**What you will do**:
Copy out each line of the listing below in which the string "BatchOptions" occurs.

**Input**:
use log::debug;
use once_cell::sync::Lazy;
use std::collections::HashMap;
use std::sync::{Mutex, MutexGuard};
use tokio_util::sync::CancellationToken;
use uuid::Uuid;

static ACTIVE_BATCHES: Lazy<Mutex<HashMap<Uuid, CancellationToken>>> =
    Lazy::new(|| Mutex::new(HashMap::new()));

fn registry() -> MutexGuard<'static, HashMap<Uuid, CancellationToken>> {
    ACTIVE_BATCHES
        .lock()
        .unwrap_or_else(|poisoned| poisoned.into_inner())
}

/// Keeps a batch cancellable by id until dropped.
#[derive(Debug)]
pub struct BatchRegistration {
    id: Uuid,
    token: CancellationToken,
}

impl BatchRegistration {
    pub fn id(&self) -> Uuid {
        self.id
    }

    pub fn token(&self) -> CancellationToken {
        self.token.clone()
    }

    pub fn cancel(&self) {
        self.token.cancel();
    }
}

impl Drop for BatchRegistration {
    fn drop(&mut self) {
        registry().remove(&self.id);
    }
}

pub fn register_batch() -> BatchRegistration {
    let id = Uuid::new_v4();
    let token = CancellationToken::new();
    registry().insert(id, token.clone());
    debug!("batch {} registered", id);
    BatchRegistration { id, token }
}

/// Cancel a running batch. Returns `false` when no such batch is active.
pub fn cancel_batch(id: Uuid) -> bool {
    let token = registry().get(&id).cloned();
    match token {
        Some(token) => {
            token.cancel();
            debug!("batch {} cancel requested", id);
            true
        }
        None => false,
    }
}

pub fn is_batch_active(id: Uuid) -> bool {
    registry().contains_key(&id)
}

pub fn active_batches() -> Vec<Uuid> {
    registry().keys().copied().collect()
}
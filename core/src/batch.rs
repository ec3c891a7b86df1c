//! Concurrent per-file translation of a list of paths.
//!
//! Every input resolves to exactly one [`TranslatedFile`], in input order. A failed,
//! timed-out or cancelled request only affects its own slot; the batch itself never fails.

use crate::ai::{TranslationError, Translator};
use crate::config::BatchOptions;
use crate::name::{extract_name, is_english_name, join_extension, split_extension};
use crate::translation_logger::{translation_logger, TranslationLogEntry, TranslationLogger};
use log::{debug, warn};
use serde::{Deserialize, Serialize};
use std::sync::atomic::{AtomicUsize, Ordering};
use std::sync::Arc;
use std::time::{Duration, Instant};
use tokio::sync::{mpsc, Semaphore};
use tokio_util::sync::CancellationToken;
use uuid::Uuid;

/// A path accepted into a batch.
#[derive(Debug, Clone, PartialEq, Eq, Serialize, Deserialize)]
#[serde(rename_all = "camelCase")]
pub struct InputFile {
    full_path: String,
    display_name: String,
}

impl InputFile {
    pub fn new(full_path: impl Into<String>) -> Self {
        let full_path = full_path.into();
        let display_name = extract_name(&full_path).to_string();
        Self {
            full_path,
            display_name,
        }
    }

    pub fn from_paths<I, S>(paths: I) -> Vec<Self>
    where
        I: IntoIterator<Item = S>,
        S: Into<String>,
    {
        paths.into_iter().map(Self::new).collect()
    }

    pub fn full_path(&self) -> &str {
        &self.full_path
    }

    pub fn display_name(&self) -> &str {
        &self.display_name
    }
}

#[derive(Debug, Clone, PartialEq, Eq, Serialize, Deserialize)]
#[serde(tag = "status", rename_all = "snake_case")]
pub enum TranslationOutcome {
    Translated { name: String },
    Failed { reason: TranslationError },
}

impl TranslationOutcome {
    pub fn translated_name(&self) -> Option<&str> {
        match self {
            TranslationOutcome::Translated { name } => Some(name),
            TranslationOutcome::Failed { .. } => None,
        }
    }

    pub fn failure(&self) -> Option<&TranslationError> {
        match self {
            TranslationOutcome::Translated { .. } => None,
            TranslationOutcome::Failed { reason } => Some(reason),
        }
    }
}

impl From<Result<String, TranslationError>> for TranslationOutcome {
    fn from(result: Result<String, TranslationError>) -> Self {
        match result {
            Ok(name) => TranslationOutcome::Translated { name },
            Err(reason) => TranslationOutcome::Failed { reason },
        }
    }
}

#[derive(Debug, Clone, PartialEq, Eq, Serialize, Deserialize)]
#[serde(rename_all = "camelCase")]
pub struct TranslatedFile {
    pub original_name: String,
    pub full_path: String,
    pub outcome: TranslationOutcome,
}

impl TranslatedFile {
    pub fn is_translated(&self) -> bool {
        matches!(self.outcome, TranslationOutcome::Translated { .. })
    }

    /// Name used when archiving; failed translations keep the original name.
    pub fn output_name(&self) -> &str {
        self.outcome
            .translated_name()
            .unwrap_or(&self.original_name)
    }

    /// Text for a result row, marking failures inline.
    pub fn display_label(&self) -> String {
        match &self.outcome {
            TranslationOutcome::Translated { name } => format!("{} -> {}", self.original_name, name),
            TranslationOutcome::Failed { .. } => {
                format!("{} (translation failed)", self.original_name)
            }
        }
    }
}

#[derive(Debug, Clone, Copy, Default, PartialEq, Eq, Serialize)]
#[serde(rename_all = "camelCase")]
pub struct BatchSummary {
    pub total: usize,
    pub translated: usize,
    pub failed: usize,
}

impl BatchSummary {
    pub fn of(results: &[TranslatedFile]) -> Self {
        let translated = results.iter().filter(|file| file.is_translated()).count();
        Self {
            total: results.len(),
            translated,
            failed: results.len() - translated,
        }
    }
}

/// Sent after each file of a batch resolves.
#[derive(Debug, Clone, Serialize)]
#[serde(rename_all = "camelCase")]
pub struct BatchProgress {
    pub batch_id: Uuid,
    pub total: usize,
    pub done: usize,
    pub file: String,
    pub success: bool,
}

pub struct BatchTranslator {
    translator: Arc<dyn Translator>,
    options: BatchOptions,
    request_timeout: Duration,
    logger: Option<Arc<TranslationLogger>>,
    progress: Option<mpsc::UnboundedSender<BatchProgress>>,
}

impl BatchTranslator {
    pub fn new(translator: Arc<dyn Translator>, options: BatchOptions, request_timeout: Duration) -> Self {
        Self {
            translator,
            options,
            request_timeout,
            logger: None,
            progress: None,
        }
    }

    /// Record attempts into `logger` instead of the global one.
    pub fn with_logger(mut self, logger: Arc<TranslationLogger>) -> Self {
        self.logger = Some(logger);
        self
    }

    pub fn with_progress(mut self, sender: mpsc::UnboundedSender<BatchProgress>) -> Self {
        self.progress = Some(sender);
        self
    }

    pub fn options(&self) -> &BatchOptions {
        &self.options
    }

    pub async fn translate_batch(&self, inputs: &[InputFile]) -> Vec<TranslatedFile> {
        self.translate_batch_cancellable(Uuid::new_v4(), inputs, CancellationToken::new())
            .await
    }

    /// Translate every input concurrently. Once `cancel` fires no new request starts,
    /// and requests still pending resolve as [`TranslationError::Cancelled`].
    pub async fn translate_batch_cancellable(
        &self,
        batch_id: Uuid,
        inputs: &[InputFile],
        cancel: CancellationToken,
    ) -> Vec<TranslatedFile> {
        if inputs.is_empty() {
            return Vec::new();
        }

        debug!(
            "batch {} started: {} files via {}",
            batch_id,
            inputs.len(),
            self.translator.name()
        );

        let context = Arc::new(TaskContext {
            translator: Arc::clone(&self.translator),
            keep_extension: self.options.keep_extension,
            skip_english_names: self.options.skip_english_names,
            request_timeout: self.request_timeout,
            logger: self.logger.clone(),
            progress: self.progress.clone(),
            batch_id,
            cancel,
            permits: Semaphore::new(self.options.max_concurrency.max(1)),
            total: inputs.len(),
            done: AtomicUsize::new(0),
        });

        // One task per slot; awaiting the handles in order keeps input order.
        let handles: Vec<_> = inputs
            .iter()
            .map(|input| {
                let context = Arc::clone(&context);
                let name = input.display_name().to_string();
                tokio::spawn(async move { context.resolve(&name).await })
            })
            .collect();

        let mut results = Vec::with_capacity(inputs.len());
        for (input, handle) in inputs.iter().zip(handles) {
            let outcome = match handle.await {
                Ok(outcome) => outcome,
                Err(join_err) => {
                    warn!(
                        "translation task for '{}' did not finish: {}",
                        input.display_name(),
                        join_err
                    );
                    let reason = TranslationError::Internal {
                        message: join_err.to_string(),
                    };
                    context.finish(input.display_name(), Err(reason), Duration::ZERO)
                }
            };

            results.push(TranslatedFile {
                original_name: input.display_name().to_string(),
                full_path: input.full_path().to_string(),
                outcome,
            });
        }

        let summary = BatchSummary::of(&results);
        debug!(
            "batch {} finished: {} translated, {} failed",
            batch_id, summary.translated, summary.failed
        );
        results
    }
}

struct TaskContext {
    translator: Arc<dyn Translator>,
    keep_extension: bool,
    skip_english_names: bool,
    request_timeout: Duration,
    logger: Option<Arc<TranslationLogger>>,
    progress: Option<mpsc::UnboundedSender<BatchProgress>>,
    batch_id: Uuid,
    cancel: CancellationToken,
    permits: Semaphore,
    total: usize,
    done: AtomicUsize,
}

impl TaskContext {
    async fn resolve(&self, name: &str) -> TranslationOutcome {
        if name.is_empty() {
            return self.finish(name, Err(TranslationError::EmptyName), Duration::ZERO);
        }

        if self.skip_english_names && is_english_name(name) {
            self.record(TranslationLogEntry::skipped(Some(self.batch_id), name));
            self.notify(name, true);
            return TranslationOutcome::Translated {
                name: name.to_string(),
            };
        }

        if self.cancel.is_cancelled() {
            return self.finish(name, Err(TranslationError::Cancelled), Duration::ZERO);
        }

        let _permit = tokio::select! {
            biased;
            _ = self.cancel.cancelled() => {
                return self.finish(name, Err(TranslationError::Cancelled), Duration::ZERO);
            }
            permit = self.permits.acquire() => match permit {
                Ok(permit) => permit,
                Err(err) => {
                    let reason = TranslationError::Internal { message: err.to_string() };
                    return self.finish(name, Err(reason), Duration::ZERO);
                }
            },
        };

        let (request, extension) = if self.keep_extension {
            split_extension(name)
        } else {
            (name, None)
        };

        let started = Instant::now();
        let result = tokio::select! {
            biased;
            _ = self.cancel.cancelled() => Err(TranslationError::Cancelled),
            response = tokio::time::timeout(self.request_timeout, self.translator.translate(request)) => {
                match response {
                    Ok(result) => result,
                    Err(_) => Err(TranslationError::timeout(self.request_timeout)),
                }
            }
        };

        let result = result.map(|translated| match extension {
            Some(_) => join_extension(&translated, extension),
            None => translated,
        });

        self.finish(name, result, started.elapsed())
    }

    fn finish(
        &self,
        name: &str,
        result: Result<String, TranslationError>,
        elapsed: Duration,
    ) -> TranslationOutcome {
        let entry = match &result {
            Ok(translated) => {
                TranslationLogEntry::translated(Some(self.batch_id), name, translated, elapsed)
            }
            Err(error) => TranslationLogEntry::failed(Some(self.batch_id), name, error, elapsed),
        };
        self.record(entry);
        self.notify(name, result.is_ok());
        result.into()
    }

    fn record(&self, entry: TranslationLogEntry) {
        match &self.logger {
            Some(logger) => logger.record(entry),
            None => translation_logger().record(entry),
        }
    }

    fn notify(&self, name: &str, success: bool) {
        let done = self.done.fetch_add(1, Ordering::SeqCst) + 1;
        if let Some(sender) = &self.progress {
            let _ = sender.send(BatchProgress {
                batch_id: self.batch_id,
                total: self.total,
                done,
                file: name.to_string(),
                success,
            });
        }
    }
}
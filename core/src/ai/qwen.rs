use super::{
    build_http_client, map_request_error, non_blank, service_error, ProviderSettings,
    TranslationError, Translator,
};
use async_trait::async_trait;
use log::debug;
use reqwest::{Client, StatusCode};
use serde::Deserialize;
use std::time::Duration;

pub const DEFAULT_ENDPOINT: &str =
    "https://dashscope.aliyuncs.com/api/v1/services/aigc/text-generation/generation";

/// DashScope text-generation client.
pub struct QwenTranslator {
    client: Client,
    endpoint: String,
    api_key: String,
    model: String,
    system_prompt: String,
    timeout: Duration,
}

impl QwenTranslator {
    pub fn new(settings: ProviderSettings) -> Result<Self, TranslationError> {
        let api_key = settings.require_api_key()?;
        Ok(Self {
            client: build_http_client(settings.timeout)?,
            endpoint: settings.endpoint,
            api_key,
            model: settings.model,
            system_prompt: settings.system_prompt,
            timeout: settings.timeout,
        })
    }
}

#[async_trait]
impl Translator for QwenTranslator {
    fn name(&self) -> &'static str {
        "Qwen"
    }

    async fn translate(&self, name: &str) -> Result<String, TranslationError> {
        debug!("requesting Qwen translation for '{}'", name);

        let response = self
            .client
            .post(&self.endpoint)
            .bearer_auth(&self.api_key)
            .json(&serde_json::json!({
                "model": self.model,
                "input": {
                    "messages": [
                        {
                            "role": "system",
                            "content": self.system_prompt
                        },
                        {
                            "role": "user",
                            "content": name
                        }
                    ]
                },
                "parameters": {
                    "result_format": "text"
                }
            }))
            .send()
            .await
            .map_err(|err| map_request_error(err, self.timeout))?;

        let status = response.status();
        let body = response
            .text()
            .await
            .map_err(|err| map_request_error(err, self.timeout))?;

        parse_response(status, &body)
    }
}

#[derive(Debug, Deserialize)]
struct QwenResponse {
    #[serde(default)]
    output: Option<QwenOutput>,
    #[serde(default)]
    code: Option<String>,
    #[serde(default)]
    message: Option<String>,
}

#[derive(Debug, Deserialize)]
struct QwenOutput {
    #[serde(default)]
    text: Option<String>,
}

fn parse_response(status: StatusCode, body: &str) -> Result<String, TranslationError> {
    let parsed = serde_json::from_str::<QwenResponse>(body);

    if !status.is_success() {
        let message = parsed.ok().and_then(|response| response.message);
        return Err(service_error(status, message));
    }

    let response = parsed
        .map_err(|err| TranslationError::malformed(format!("failed to parse response: {err}")))?;

    if let Some(code) = response.code.as_deref().map(str::trim) {
        if !code.is_empty() && code != "200" {
            return Err(TranslationError::Service {
                status: code.to_string(),
                message: response.message.unwrap_or_default(),
            });
        }
    }

    let text = response
        .output
        .and_then(|output| output.text)
        .ok_or_else(|| TranslationError::malformed("response has no output.text"))?;

    non_blank(text)
}

#[cfg(test)]
mod tests {
    use super::*;

    #[test]
    fn returns_text_untouched() {
        let body = r#"{"output":{"text":"cat.png"},"request_id":"abc"}"#;
        assert_eq!(parse_response(StatusCode::OK, body).unwrap(), "cat.png");

        let padded = r#"{"output":{"text":" Cat Photo.png"}}"#;
        assert_eq!(
            parse_response(StatusCode::OK, padded).unwrap(),
            " Cat Photo.png"
        );
    }

    #[test]
    fn error_code_in_body_is_service_error() {
        let body = r#"{"code":"InvalidApiKey","message":"Invalid API-key provided."}"#;
        let err = parse_response(StatusCode::OK, body).unwrap_err();
        assert_eq!(
            err,
            TranslationError::Service {
                status: "InvalidApiKey".into(),
                message: "Invalid API-key provided.".into(),
            }
        );
    }

    #[test]
    fn http_failure_uses_body_message() {
        let body = r#"{"code":"Throttling","message":"Requests rate limit exceeded"}"#;
        let err = parse_response(StatusCode::TOO_MANY_REQUESTS, body).unwrap_err();
        match err {
            TranslationError::Service { status, message } => {
                assert_eq!(status, "429");
                assert_eq!(message, "Requests rate limit exceeded");
            }
            other => panic!("unexpected error: {other:?}"),
        }
    }

    #[test]
    fn http_failure_without_body_uses_reason() {
        let err = parse_response(StatusCode::BAD_GATEWAY, "<html>").unwrap_err();
        assert_eq!(
            err,
            TranslationError::Service {
                status: "502".into(),
                message: "Bad Gateway".into(),
            }
        );
    }

    #[test]
    fn malformed_bodies_are_typed_failures() {
        assert!(matches!(
            parse_response(StatusCode::OK, "not json"),
            Err(TranslationError::MalformedResponse { .. })
        ));
        assert!(matches!(
            parse_response(StatusCode::OK, r#"{"output":{}}"#),
            Err(TranslationError::MalformedResponse { .. })
        ));
        assert!(matches!(
            parse_response(StatusCode::OK, r#"{"output":{"text":"  "}}"#),
            Err(TranslationError::MalformedResponse { .. })
        ));
    }
}
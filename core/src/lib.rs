pub mod ai;
pub mod archive;
pub mod batch;
pub mod config;
pub mod jobs;
pub mod name;
pub mod pipeline;
pub mod staging;
pub mod translation_logger;

pub use ai::{ProviderKind, ProviderSettings, TranslationError, Translator};
pub use archive::{
    build_archive, read_archive_entry, resolve_entry_names, ArchiveEntry, ArchiveError,
    ArchiveResult, ArchiveSummary,
};
pub use batch::{
    BatchProgress, BatchSummary, BatchTranslator, InputFile, TranslatedFile, TranslationOutcome,
};
pub use config::{ArchiveCompression, BatchOptions, ConfigError, TranslatorConfig};
pub use jobs::{cancel_batch, register_batch, BatchRegistration};
pub use name::extract_name;
pub use pipeline::{BatchReport, Pipeline, PipelineError};
pub use staging::{stage_temp_file, staging_dir, StagingError};
pub use translation_logger::{
    current_log_file_path, get_translation_log_path, init_translation_logging, open_log_folder,
    translation_logger, TranslationLogEntry, TranslationLogger, TranslationMetrics,
};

**Task result**:
use crate::config::BatchOptions;
    options: BatchOptions,
    pub fn new(translator: Arc<dyn Translator>, options: BatchOptions, request_timeout: Duration) -> Self {
    pub fn options(&self) -> &BatchOptions {
pub use config::{ArchiveCompression, BatchOptions, ConfigError, TranslatorConfig};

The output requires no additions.